睡眠と疲労の方法論

ナルコレプシーとは発作的睡眠に悩む病である

ナルコレプシーといえば過眠症の代表格として有名であり、居眠り病とも呼ばれることもあります。過眠は他の睡眠障害やうつ病などでも見られますが、ナルコレプシーの最大の特徴は抵抗しがたいほどの強烈な眠気による居眠りです。

ナルコレプシーと過眠症が同じものとして扱われることが多いですが、それは間違いです。あくまで過眠症の中の一つがナルコレプシーです。例えば睡眠時無呼吸症候群でも過眠症の症状は見られます。

「自分ももしかしたらナルコレプシー?」「あのいつも居眠りしている人は?」ただの眠りすぎや居眠りとは全く違うという事を理解するためにも、しっかりと見ていきましょう。

ナルコレプシーとは

ナルコレプシーとは過眠症(夜眠りすぎる、日中に何度も眠ってしまう)の一つであり、日中の抵抗しがたいほどの強烈な眠気が特徴です。あまりに強烈なため、しばしば居眠りをして理解のない人たちから反感を買ってしまったり、やる気がないとみなされることが有ります。

「誰でも眠い時はあるけどみんな頑張って起きている、甘えるな」などと理解の乏しい人のせいでつらい思いをすることもあるため、精神的な重圧を感じるという副作用もあります。

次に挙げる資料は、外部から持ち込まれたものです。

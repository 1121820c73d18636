//! Connection lifecycle for the single duplex channel of a session.
//!
//! The manager owns the channel handle. It:
//! - opens the channel through a [`Transport`]
//! - decodes every inbound frame as JSON once and broadcasts it
//! - reconnects after a fixed delay when the channel closes or fails
//! - stops for good once closed, cancelling any pending reconnect
//!
//! All state changes go through one guarded transition, so nothing moves the
//! state after [`ConnectionManager::close`] has run.

use crate::transport::{Transport, TransportEvent};
use serde::Serialize;
use serde_json::Value;
use std::sync::atomic::{AtomicBool, Ordering};
use std::sync::{Arc, Mutex, MutexGuard};
use std::time::Duration;
use tokio::sync::{broadcast, mpsc, watch};
use tokio::task::JoinHandle;

/// Default delay before a reconnect attempt, in milliseconds.
pub const DEFAULT_RECONNECT_DELAY_MS: u64 = 3000;

/// Default bound on a single connect attempt, in milliseconds.
pub const DEFAULT_CONNECT_TIMEOUT_MS: u64 = 10_000;

/// Capacity of the message and state broadcast channels.
const CHANNEL_CAPACITY: usize = 256;

/// Lifecycle state of the channel.
#[derive(Debug, Clone, Copy, PartialEq, Eq, Hash, Serialize)]
pub enum ConnectionState {
    Disconnected,
    Connecting,
    Open,
    Reconnecting,
    /// Terminal; reached only through `close()`.
    Closed,
}

impl std::fmt::Display for ConnectionState {
    fn fmt(&self, f: &mut std::fmt::Formatter<'_>) -> std::fmt::Result {
        let name = match self {
            ConnectionState::Disconnected => "disconnected",
            ConnectionState::Connecting => "connecting",
            ConnectionState::Open => "open",
            ConnectionState::Reconnecting => "reconnecting",
            ConnectionState::Closed => "closed",
        };
        f.write_str(name)
    }
}

/// Reconnection settings.
#[derive(Debug, Clone)]
pub struct ConnectionConfig {
    /// Fixed delay between losing the channel and the next attempt
    pub reconnect_delay: Duration,

    /// Consecutive failures tolerated before giving up (None = never give up)
    pub max_reconnect_attempts: Option<u32>,

    /// Bound on a single connect attempt
    pub connect_timeout: Duration,
}

impl Default for ConnectionConfig {
    fn default() -> Self {
        Self {
            reconnect_delay: Duration::from_millis(DEFAULT_RECONNECT_DELAY_MS),
            max_reconnect_attempts: None,
            connect_timeout: Duration::from_millis(DEFAULT_CONNECT_TIMEOUT_MS),
        }
    }
}

/// Errors from [`ConnectionManager::send`].
#[derive(Debug, Clone, PartialEq)]
pub enum SendError {
    /// The channel is not open.
    NotConnected,
    /// The message could not be serialized.
    Encode(String),
}

impl std::fmt::Display for SendError {
    fn fmt(&self, f: &mut std::fmt::Formatter<'_>) -> std::fmt::Result {
        match self {
            SendError::NotConnected => write!(f, "not connected"),
            SendError::Encode(e) => write!(f, "failed to encode message: {}", e),
        }
    }
}

impl std::error::Error for SendError {}

struct Shared {
    transport: Arc<dyn Transport>,
    config: ConnectionConfig,
    disposed: AtomicBool,
    state: watch::Sender<ConnectionState>,
    transitions: broadcast::Sender<ConnectionState>,
    messages: broadcast::Sender<Value>,
    outbound: Mutex<Option<mpsc::UnboundedSender<String>>>,
}

/// Owns one duplex channel and keeps it open until closed.
pub struct ConnectionManager {
    shared: Arc<Shared>,
    driver: Mutex<Option<JoinHandle<()>>>,
}

impl ConnectionManager {
    /// Create a manager in the `Disconnected` state. Nothing connects until [`open`](Self::open).
    pub fn new(transport: Arc<dyn Transport>, config: ConnectionConfig) -> Self {
        let (state, _) = watch::channel(ConnectionState::Disconnected);
        let (transitions, _) = broadcast::channel(CHANNEL_CAPACITY);
        let (messages, _) = broadcast::channel(CHANNEL_CAPACITY);

        Self {
            shared: Arc::new(Shared {
                transport,
                config,
                disposed: AtomicBool::new(false),
                state,
                transitions,
                messages,
                outbound: Mutex::new(None),
            }),
            driver: Mutex::new(None),
        }
    }

    /// Start connecting. No-op if already running or closed.
    ///
    /// Must be called from within a Tokio runtime.
    pub fn open(&self) {
        if self.shared.is_disposed() {
            log::debug!("open() ignored: connection manager is closed");
            return;
        }

        let mut driver = lock(&self.driver);
        if driver.as_ref().is_some_and(|handle| !handle.is_finished()) {
            return;
        }

        let shared = Arc::clone(&self.shared);
        *driver = Some(tokio::spawn(async move { shared.drive().await }));
    }

    /// Close for good: cancel any reconnect, drop the channel, enter `Closed`.
    pub fn close(&self) {
        if self.shared.disposed.swap(true, Ordering::SeqCst) {
            return;
        }

        if let Some(handle) = lock(&self.driver).take() {
            handle.abort();
        }
        self.shared.clear_outbound();

        let transitions = &self.shared.transitions;
        self.shared.state.send_if_modified(|state| {
            if *state == ConnectionState::Closed {
                return false;
            }
            log::info!("Connection closed ({} -> closed)", state);
            *state = ConnectionState::Closed;
            let _ = transitions.send(ConnectionState::Closed);
            true
        });
    }

    /// Serialize `message` and send it on the open channel.
    pub fn send<T: Serialize + ?Sized>(&self, message: &T) -> Result<(), SendError> {
        if self.state() != ConnectionState::Open {
            return Err(SendError::NotConnected);
        }
        let text = serde_json::to_string(message).map_err(|e| SendError::Encode(e.to_string()))?;

        let outbound = lock(&self.shared.outbound);
        match outbound.as_ref() {
            Some(tx) => tx.send(text).map_err(|_| SendError::NotConnected),
            None => Err(SendError::NotConnected),
        }
    }

    /// Current state.
    pub fn state(&self) -> ConnectionState {
        *self.shared.state.borrow()
    }

    /// True once `close()` has been called.
    pub fn is_closed(&self) -> bool {
        self.shared.is_disposed()
    }

    /// Every transition, in order, from now on.
    pub fn subscribe_state(&self) -> broadcast::Receiver<ConnectionState> {
        self.shared.transitions.subscribe()
    }

    /// Latest-value view of the state.
    pub fn watch_state(&self) -> watch::Receiver<ConnectionState> {
        self.shared.state.subscribe()
    }

    /// Every decoded inbound message, from now on.
    pub fn subscribe_messages(&self) -> broadcast::Receiver<Value> {
        self.shared.messages.subscribe()
    }

    /// Wait until the state equals `target`. Returns false on timeout.
    pub async fn wait_for_state(&self, target: ConnectionState, timeout: Duration) -> bool {
        let mut rx = self.watch_state();
        tokio::time::timeout(timeout, rx.wait_for(|state| *state == target))
            .await
            .is_ok_and(|r| r.is_ok())
    }
}

impl Drop for ConnectionManager {
    fn drop(&mut self) {
        self.close();
    }
}

impl Shared {
    fn is_disposed(&self) -> bool {
        self.disposed.load(Ordering::SeqCst)
    }

    /// Move to `next` unless closed. Returns whether the state is now `next`.
    fn transition(&self, next: ConnectionState) -> bool {
        let mut applied = false;
        self.state.send_if_modified(|state| {
            if self.is_disposed() || *state == ConnectionState::Closed {
                return false;
            }
            applied = true;
            if *state == next {
                return false;
            }
            log::debug!("Connection {} -> {}", state, next);
            *state = next;
            let _ = self.transitions.send(next);
            true
        });
        applied
    }

    fn clear_outbound(&self) {
        lock(&self.outbound).take();
    }

    fn deliver(&self, text: &str) {
        match serde_json::from_str::<Value>(text) {
            Ok(value) => {
                // No subscribers is fine.
                let _ = self.messages.send(value);
            }
            Err(e) => log::warn!("Dropping undecodable frame ({}): {:.200}", e, text),
        }
    }

    /// Connect, pump messages, and reconnect until closed or out of attempts.
    async fn drive(self: Arc<Self>) {
        let mut failures: u32 = 0;

        loop {
            if !self.transition(ConnectionState::Connecting) {
                break;
            }

            match tokio::time::timeout(self.config.connect_timeout, self.transport.connect()).await {
                Ok(Ok(duplex)) => {
                    let mut inbound = duplex.inbound;
                    *lock(&self.outbound) = Some(duplex.outbound);
                    if !self.transition(ConnectionState::Open) {
                        self.clear_outbound();
                        break;
                    }
                    failures = 0;
                    log::info!("Connection open");

                    let reason = loop {
                        match inbound.recv().await {
                            Some(TransportEvent::Message(text)) => self.deliver(&text),
                            Some(TransportEvent::Error(e)) => break format!("transport error: {}", e),
                            Some(TransportEvent::Closed) | None => break "closed by peer".to_string(),
                        }
                    };
                    log::warn!("Connection lost: {}", reason);
                }
                Ok(Err(e)) => log::warn!("Connect attempt failed: {:#}", e),
                Err(_) => log::warn!(
                    "Connect attempt timed out after {:?}",
                    self.config.connect_timeout
                ),
            }

            self.clear_outbound();
            failures += 1;

            if self.config.max_reconnect_attempts.is_some_and(|max| failures > max) {
                log::error!("Giving up after {} consecutive failed connection attempts", failures);
                self.transition(ConnectionState::Disconnected);
                break;
            }

            if !self.transition(ConnectionState::Reconnecting) {
                break;
            }
            log::info!("Reconnecting in {:?}", self.config.reconnect_delay);
            tokio::time::sleep(self.config.reconnect_delay).await;
        }
    }
}

fn lock<T>(mutex: &Mutex<T>) -> MutexGuard<'_, T> {
    mutex.lock().unwrap_or_else(|poisoned| poisoned.into_inner())
}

あえて反論するとすれば、例えば普通はいくら眠くても面と向かって誰かと話している時にはいくら眠くても眠りません。しかしナルコレプシーの眠気は仕事で顔を付き合わしている時でもコントロール出来ないほど強烈な眠気なのです。

ナルコレプシーとは直訳すると眠り発作です。まさに発作的に眠りが引き起こされます。意志でどうこうという次元の話ではないのです。

他の過眠症でも眠気はありますが、ナルコレプシーの場合は比較にならないほど強烈です。過眠症という意味で自称ナルコレプシーを名乗っている方は誤った印象を広めないために今すぐ控えてください。

このようにとにかく逆らえないほどの強烈な眠気がいきなり現れて消える(長くても20分ほど)のを何度も繰り返すのがナルコレプシーという病なのです。

一番の悩みどころは夜しっかり眠って朝の目覚めがバッチリでも起こりえる点です。生活態度がどうこうやる気がどうこうと言った甘い問題ではなく、脳の機能に関わる病なのです。

また本人自体に病識(自分が病気であるという認識)が薄い、あるいはない場合もあることが問題を一層ややこしくしています。本人自体もやる気が足りないという自己認識を持っている場合すらあります。

部下や生徒で繰り返し注意しても居眠りをする人がいた場合は産業医や保険医、あるいは直接睡眠科などへの診察を受けるよう薦めるなどして管理をする必要もあるかも知れません。

原因はオレキシンというホルモンの欠乏

原因は脳の神経系にあります。脳の視床下部にオレキシンというホルモンを分泌する神経細胞があるのですが、なんらかの原因でその神経細胞がオレキシンを十分に分泌しなくなることが原因でナルコレプシーが起こると考えられています。

なぜオレキシンが欠乏する事でナルコレプシーが起こるのかというと、オレキシンが意識を覚醒させる働きのあるホルモンだからです。

”逆らいようがないほど”の眠気である事も納得です。

ナルコレプシー治療は投薬が一般的、自力では治せない

ナルコレプシーは自力で治すことは出来ません。医師による投薬治療が一般的です。

夜に睡眠をしっかり取る事もある程度効果的ではありますが、ナルコレプシーを良くするというよりは”悪くならないように”という意味合いのほうが強いでしょう。

自分でどうにかなるものではないので、さっさと病院の睡眠科を受診して適切な治療を受けるようにしましょう。